**** Data listing

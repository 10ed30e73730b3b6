// SPDX-License-Identifier: MIT
// Copyright 2026 Roland Dreier <roland@kernel.org>

//! User, token, and session models.

use serde::{Deserialize, Serialize};
use validator::Validate;

/// Account role. Decides which dashboard a user lands on.
#[derive(Debug, Clone, Copy, PartialEq, Eq, Hash, Serialize, Deserialize)]
#[serde(rename_all = "lowercase")]
pub enum Role {
    Farmer,
    Admin,
}

impl Role {
    pub fn as_str(&self) -> &'static str {
        match self {
            Role::Farmer => "farmer",
            Role::Admin => "admin",
        }
    }
}

impl std::str::FromStr for Role {
    type Err = String;

    fn from_str(s: &str) -> Result<Self, Self::Err> {
        match s.trim().to_ascii_lowercase().as_str() {
            "farmer" => Ok(Role::Farmer),
            "admin" => Ok(Role::Admin),
            other => Err(format!("unknown role {:?}", other)),
        }
    }
}

impl std::fmt::Display for Role {
    fn fmt(&self, f: &mut std::fmt::Formatter<'_>) -> std::fmt::Result {
        f.write_str(self.as_str())
    }
}

/// User profile as persisted in the session store.
#[derive(Debug, Clone, PartialEq, Serialize, Deserialize)]
#[serde(rename_all = "camelCase")]
pub struct UserProfile {
    pub id: u64,
    pub username: String,
    pub email: String,
    #[serde(default)]
    pub first_name: String,
    #[serde(default)]
    pub last_name: String,
    pub role: Role,
}

impl UserProfile {
    /// "First Last", falling back to the username.
    pub fn display_name(&self) -> String {
        let full = format!("{} {}", self.first_name, self.last_name);
        let full = full.trim();
        if full.is_empty() {
            self.username.clone()
        } else {
            full.to_string()
        }
    }
}

/// Account fields nested in the `/profiles/me/` response.
#[derive(Debug, Clone, Deserialize)]
pub struct Account {
    pub id: u64,
    pub username: String,
    #[serde(default)]
    pub email: String,
    #[serde(default)]
    pub first_name: String,
    #[serde(default)]
    pub last_name: String,
    pub date_joined: Option<String>,
}

/// `/profiles/me/` response body.
#[derive(Debug, Clone, Deserialize)]
pub struct ProfileResponse {
    pub user: Account,
    pub role: Role,
}

impl From<ProfileResponse> for UserProfile {
    fn from(profile: ProfileResponse) -> Self {
        Self {
            id: profile.user.id,
            username: profile.user.username,
            email: profile.user.email,
            first_name: profile.user.first_name,
            last_name: profile.user.last_name,
            role: profile.role,
        }
    }
}

/// Access/refresh pair issued by `/token/`.
#[derive(Debug, Clone, PartialEq, Serialize, Deserialize)]
pub struct TokenPair {
    pub access: String,
    pub refresh: String,
}

/// `/token/refresh/` response body.
#[derive(Debug, Clone, Deserialize)]
pub struct RefreshResponse {
    pub access: String,
}

/// A logged-in session.
#[derive(Debug, Clone, PartialEq)]
pub struct Session {
    pub access_token: String,
    pub refresh_token: String,
    pub user: UserProfile,
}

/// Login credentials.
#[derive(Debug, Clone, Serialize, Validate)]
pub struct LoginRequest {
    #[validate(email(message = "Enter a valid email address"))]
    pub email: String,
    #[validate(length(min = 1, message = "Password is required"))]
    pub password: String,
}

/// New account registration.
#[derive(Debug, Clone, Serialize, Validate)]
pub struct RegisterRequest {
    #[validate(length(min = 1, max = 150, message = "Username is required"))]
    pub username: String,
    #[validate(email(message = "Enter a valid email address"))]
    pub email: String,
    #[validate(length(min = 8, message = "Password must be at least 8 characters long"))]
    pub password: String,
    pub role: Role,
    #[serde(skip_serializing_if = "Option::is_none")]
    pub name: Option<String>,
}
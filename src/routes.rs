// SPDX-License-Identifier: MIT
// Copyright 2026 Roland Dreier <roland@rolandd.dev>

//! Client-side view routes and navigation.

use crate::models::Role;

/// Views the client can be sent to.
#[derive(Debug, Clone, Copy, PartialEq, Eq, Hash)]
pub enum Route {
    Login,
    FarmerDashboard,
    AdminDashboard,
}

impl Route {
    pub fn path(&self) -> &'static str {
        match self {
            Route::Login => "/login",
            Route::FarmerDashboard => "/farmer/dashboard",
            Route::AdminDashboard => "/admin/dashboard",
        }
    }

    /// Landing view for a role.
    pub fn landing(role: Role) -> Self {
        match role {
            Role::Farmer => Route::FarmerDashboard,
            Role::Admin => Route::AdminDashboard,
        }
    }
}

impl std::fmt::Display for Route {
    fn fmt(&self, f: &mut std::fmt::Formatter<'_>) -> std::fmt::Result {
        f.write_str(self.path())
    }
}

/// Performs redirects requested by the gateway and the auth service.
pub trait Navigator: Send + Sync {
    fn navigate(&self, route: Route);
}

/// Navigator that only records the redirect in the log.
#[derive(Debug, Clone, Copy, Default)]
pub struct LogNavigator;

impl Navigator for LogNavigator {
    fn navigate(&self, route: Route) {
        tracing::info!(route = route.path(), "Redirecting");
    }
}
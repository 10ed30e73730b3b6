// SPDX-License-Identifier: MIT
// Copyright 2026 Roland Dreier <roland@rolandd.dev>

//! SagiTech session check
//!
//! Logs in against the configured backend if no session is stored, then
//! asks the role guard for the dashboard named by `SAGITECH_VIEW_ROLE` and
//! fetches that dashboard's data through the authenticated gateway.

use sagitech_client::{
    config::Config,
    guard::GuardOutcome,
    models::Role,
    session::{FileStore, SessionStore},
    Client,
};
use std::sync::Arc;
use tracing_subscriber::{layer::SubscriberExt, util::SubscriberInitExt};

#[tokio::main]
async fn main() -> Result<(), Box<dyn std::error::Error>> {
    // Initialize structured JSON logging
    init_logging()?;

    // Load configuration from environment
    let config = Config::from_env()?;
    tracing::info!(api = %config.api_base_url, "Starting SagiTech session check");

    let store: Arc<dyn SessionStore> = Arc::new(FileStore::open(&config.session_file));
    tracing::info!(path = %config.session_file.display(), "Session store opened");

    let client = Client::new(&config, store);

    if client.gateway.vault().is_empty() {
        match (&config.login_email, &config.login_password) {
            (Some(email), Some(password)) => {
                client.auth.login(email, password).await?;
            }
            _ => {
                tracing::error!("No stored session and SAGITECH_EMAIL/SAGITECH_PASSWORD not set");
                return Err("not logged in".into());
            }
        }
    }

    tracing::info!(requested = %config.view_role, "Checking dashboard access");
    match client.guard.check(config.view_role) {
        GuardOutcome::Allow(user) => {
            tracing::info!(user = %user.display_name(), role = %user.role, "Session valid");
        }
        GuardOutcome::Redirect { route, notice } => {
            tracing::warn!(
                route = route.path(),
                notice = notice.as_ref().map(|n| n.message.as_str()),
                "Guard redirected"
            );
            return Err(format!("redirected to {}", route).into());
        }
    }

    let profile = client.farm.my_profile().await?;
    tracing::info!(username = %profile.username, email = %profile.email, "Profile fetched");

    match config.view_role {
        Role::Farmer => {
            let analytics = client.farm.analytics().await?;
            tracing::info!(
                total_scans = analytics.total_scans,
                total_bananas = analytics.total_bananas,
                avg_confidence = analytics.avg_confidence,
                last_scan = analytics.last_scan_date.as_deref().unwrap_or("never"),
                "Analytics fetched"
            );
        }
        Role::Admin => {
            let overview = client.farm.dashboard_overview().await?;
            tracing::info!(overview = %overview, "Dashboard overview fetched");
        }
    }

    Ok(())
}

/// Initialize structured JSON logging.
fn init_logging() -> Result<(), Box<dyn std::error::Error>> {
    let format = tracing_subscriber::fmt::layer()
        .json()
        .with_target(false)
        .with_current_span(true)
        .flatten_event(true);

    tracing_subscriber::registry()
        .with(
            tracing_subscriber::EnvFilter::from_default_env()
                .add_directive("sagitech_client=debug".parse()?)
                .add_directive("info".parse()?),
        )
        .with(format)
        .init();
    Ok(())
}
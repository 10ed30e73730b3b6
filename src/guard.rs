// SPDX-License-Identifier: MIT
// Copyright 2026 Roland Dreier <roland@rolandd.dev>

//! Session guard for protected views.
//!
//! Reads the persisted session only; it never touches the network. Every
//! protected view runs [`SessionGuard::check`] once when it mounts.

use crate::models::{Role, UserProfile};
use crate::routes::Route;
use crate::session::SessionVault;

/// Severity of a user-visible notice.
#[derive(Debug, Clone, Copy, PartialEq, Eq)]
pub enum NoticeLevel {
    Info,
    Error,
}

/// Transient message to show the user.
#[derive(Debug, Clone, PartialEq, Eq)]
pub struct Notice {
    pub level: NoticeLevel,
    pub message: String,
}

impl Notice {
    pub fn info(message: impl Into<String>) -> Self {
        Self {
            level: NoticeLevel::Info,
            message: message.into(),
        }
    }

    pub fn error(message: impl Into<String>) -> Self {
        Self {
            level: NoticeLevel::Error,
            message: message.into(),
        }
    }
}

/// Result of guarding a view.
#[derive(Debug, Clone, PartialEq)]
pub enum GuardOutcome {
    /// Session is usable and the role matches.
    Allow(UserProfile),
    /// The view must not render; go to `route` instead.
    Redirect {
        route: Route,
        notice: Option<Notice>,
    },
}

/// Role gate over the persisted session.
#[derive(Clone)]
pub struct SessionGuard {
    vault: SessionVault,
}

impl SessionGuard {
    pub fn new(vault: SessionVault) -> Self {
        Self { vault }
    }

    /// Decide whether a view requiring `required` may render.
    pub fn check(&self, required: Role) -> GuardOutcome {
        let user = match self.vault.user() {
            Ok(Some(user)) => user,
            Ok(None) => return Self::to_login(None),
            Err(e) => {
                tracing::warn!(error = %e, "Stored user profile is corrupted, clearing session");
                if let Err(e) = self.vault.clear() {
                    tracing::error!(error = %e, "Failed to clear session");
                }
                return Self::to_login(Some(Notice::error(
                    "Your session data was corrupted. Please log in again.",
                )));
            }
        };

        if self.vault.access_token().is_none() {
            // User without a token is a partial session; drop the rest too.
            tracing::warn!(user_id = user.id, "Stored session has no access token, clearing");
            if let Err(e) = self.vault.clear() {
                tracing::error!(error = %e, "Failed to clear session");
            }
            return Self::to_login(None);
        }

        if user.role != required {
            tracing::debug!(
                user_id = user.id,
                role = %user.role,
                required = %required,
                "Role mismatch, redirecting to own dashboard"
            );
            return GuardOutcome::Redirect {
                route: Route::landing(user.role),
                notice: Some(Notice::info(format!(
                    "This page is for {} accounts. Taking you to your dashboard.",
                    required
                ))),
            };
        }

        GuardOutcome::Allow(user)
    }

    fn to_login(notice: Option<Notice>) -> GuardOutcome {
        GuardOutcome::Redirect {
            route: Route::Login,
            notice,
        }
    }
}
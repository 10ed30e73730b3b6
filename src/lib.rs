// SPDX-License-Identifier: MIT
// Copyright 2026 Roland Dreier <roland@kernel.org>

//! SagiTech client: authenticated access to the SagiTech farm backend
//!
//! This crate provides the request gateway, session storage, and role guard
//! used by the farmer and admin front ends, plus typed wrappers over the
//! ripeness-analysis endpoints.

pub mod config;
pub mod error;
pub mod guard;
pub mod models;
pub mod routes;
pub mod services;
pub mod session;

use config::Config;
use services::{AuthService, FarmApi, Gateway, ReqwestTransport};
use session::SharedStore;
use std::sync::Arc;

/// Everything a front end needs, wired to one session store.
#[derive(Clone)]
pub struct Client {
    pub gateway: Gateway,
    pub auth: AuthService,
    pub farm: FarmApi,
    pub guard: guard::SessionGuard,
}

impl Client {
    /// Build a client over the `reqwest` transport.
    pub fn new(config: &Config, store: SharedStore) -> Self {
        Self::from_gateway(Gateway::new(config, Arc::new(ReqwestTransport::new()), store))
    }

    pub fn from_gateway(gateway: Gateway) -> Self {
        Self {
            auth: AuthService::new(gateway.clone()),
            farm: FarmApi::new(gateway.clone()),
            guard: guard::SessionGuard::new(gateway.vault().clone()),
            gateway,
        }
    }
}
// SPDX-License-Identifier: MIT
// Copyright 2026 Roland Dreier <roland@kernel.org>

//! Ripeness scan, prediction, and analytics models.

use serde::{Deserialize, Serialize};

/// Detection speed/recall trade-off requested for a prediction.
#[derive(Debug, Clone, Copy, Default, PartialEq, Eq, Serialize, Deserialize)]
#[serde(rename_all = "snake_case")]
pub enum AnalysisMode {
    Fast,
    #[default]
    Standard,
    HighRecall,
}

impl AnalysisMode {
    pub fn as_str(&self) -> &'static str {
        match self {
            AnalysisMode::Fast => "fast",
            AnalysisMode::Standard => "standard",
            AnalysisMode::HighRecall => "high_recall",
        }
    }
}

/// Count of detections per ripeness stage.
#[derive(Debug, Clone, Copy, Default, PartialEq, Eq, Serialize, Deserialize)]
#[serde(default)]
pub struct RipenessDistribution {
    pub not_mature: u32,
    pub mature: u32,
    pub ripe: u32,
    pub over_ripe: u32,
}

impl RipenessDistribution {
    pub fn total(&self) -> u32 {
        self.not_mature + self.mature + self.ripe + self.over_ripe
    }
}

/// A single detected banana.
#[derive(Debug, Clone, PartialEq, Serialize, Deserialize)]
pub struct Detection {
    pub ripeness: String,
    pub confidence: f64,
    #[serde(default)]
    pub bbox: Vec<f64>,
    #[serde(default)]
    pub centroid: Vec<f64>,
    #[serde(default)]
    pub area: f64,
    pub quality_score: Option<f64>,
}

/// Model settings reported with a prediction.
#[derive(Debug, Clone, Default, PartialEq, Serialize, Deserialize)]
#[serde(default)]
pub struct ProcessingMetadata {
    pub model_version: String,
    pub processing_time: f64,
    pub analysis_mode: String,
    pub confidence_threshold: f64,
    pub has_segmentation: bool,
}

/// Result of `/predict/` and `/prediction/{id}/`.
#[derive(Debug, Clone, PartialEq, Serialize, Deserialize)]
pub struct Prediction {
    pub id: u64,
    pub image_url: Option<String>,
    pub total_count: u32,
    #[serde(default)]
    pub ripeness_distribution: RipenessDistribution,
    pub confidence: f64,
    #[serde(default)]
    pub bounding_boxes: Vec<Detection>,
    /// ISO 8601
    pub processed_at: String,
    #[serde(default)]
    pub processing_metadata: ProcessingMetadata,
}

/// Stored scan record.
#[derive(Debug, Clone, PartialEq, Serialize, Deserialize)]
pub struct ScanRecord {
    pub id: u64,
    pub image_url: Option<String>,
    /// ISO 8601
    pub timestamp: String,
    #[serde(default)]
    pub banana_count: u32,
    #[serde(default)]
    pub ripeness_results: Vec<Detection>,
    #[serde(default)]
    pub avg_confidence: f64,
    #[serde(default)]
    pub dominant_ripeness: String,
    #[serde(default)]
    pub analysis_mode: AnalysisMode,
    #[serde(default)]
    pub processing_time: f64,
    #[serde(default)]
    pub model_version: String,
    pub quality_score: Option<f64>,
    pub error_message: Option<String>,
    #[serde(default)]
    pub retry_count: u32,
}

/// One page of `/predictions/`.
#[derive(Debug, Clone, PartialEq, Serialize, Deserialize)]
pub struct PredictionPage {
    pub results: Vec<ScanRecord>,
    pub count: u64,
    pub next: Option<String>,
    pub previous: Option<String>,
    pub page: u32,
    pub page_size: u32,
}

impl PredictionPage {
    pub fn has_next(&self) -> bool {
        self.next.is_some()
    }
}

/// Per-user aggregate from `/analytics/`.
#[derive(Debug, Clone, PartialEq, Serialize, Deserialize)]
#[serde(rename_all = "camelCase")]
pub struct Analytics {
    pub total_scans: u64,
    pub total_bananas: u64,
    pub avg_confidence: f64,
    #[serde(default)]
    pub ripeness_distribution: RipenessDistribution,
    #[serde(default)]
    pub scan_history: Vec<ScanRecord>,
    pub last_scan_date: Option<String>,
}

********

Please give back only the lines between the first line of the entries and the line with "user lands on.", both ends included, word for word.

▶ Written answer
repository 10ed30e73730b3b6
// SPDX-License-Identifier: MIT
// Copyright 2026 Roland Dreier <roland@kernel.org>

//! User, token, and session models.

use serde::{Deserialize, Serialize};
use validator::Validate;

/// Account role. Decides which dashboard a user lands on.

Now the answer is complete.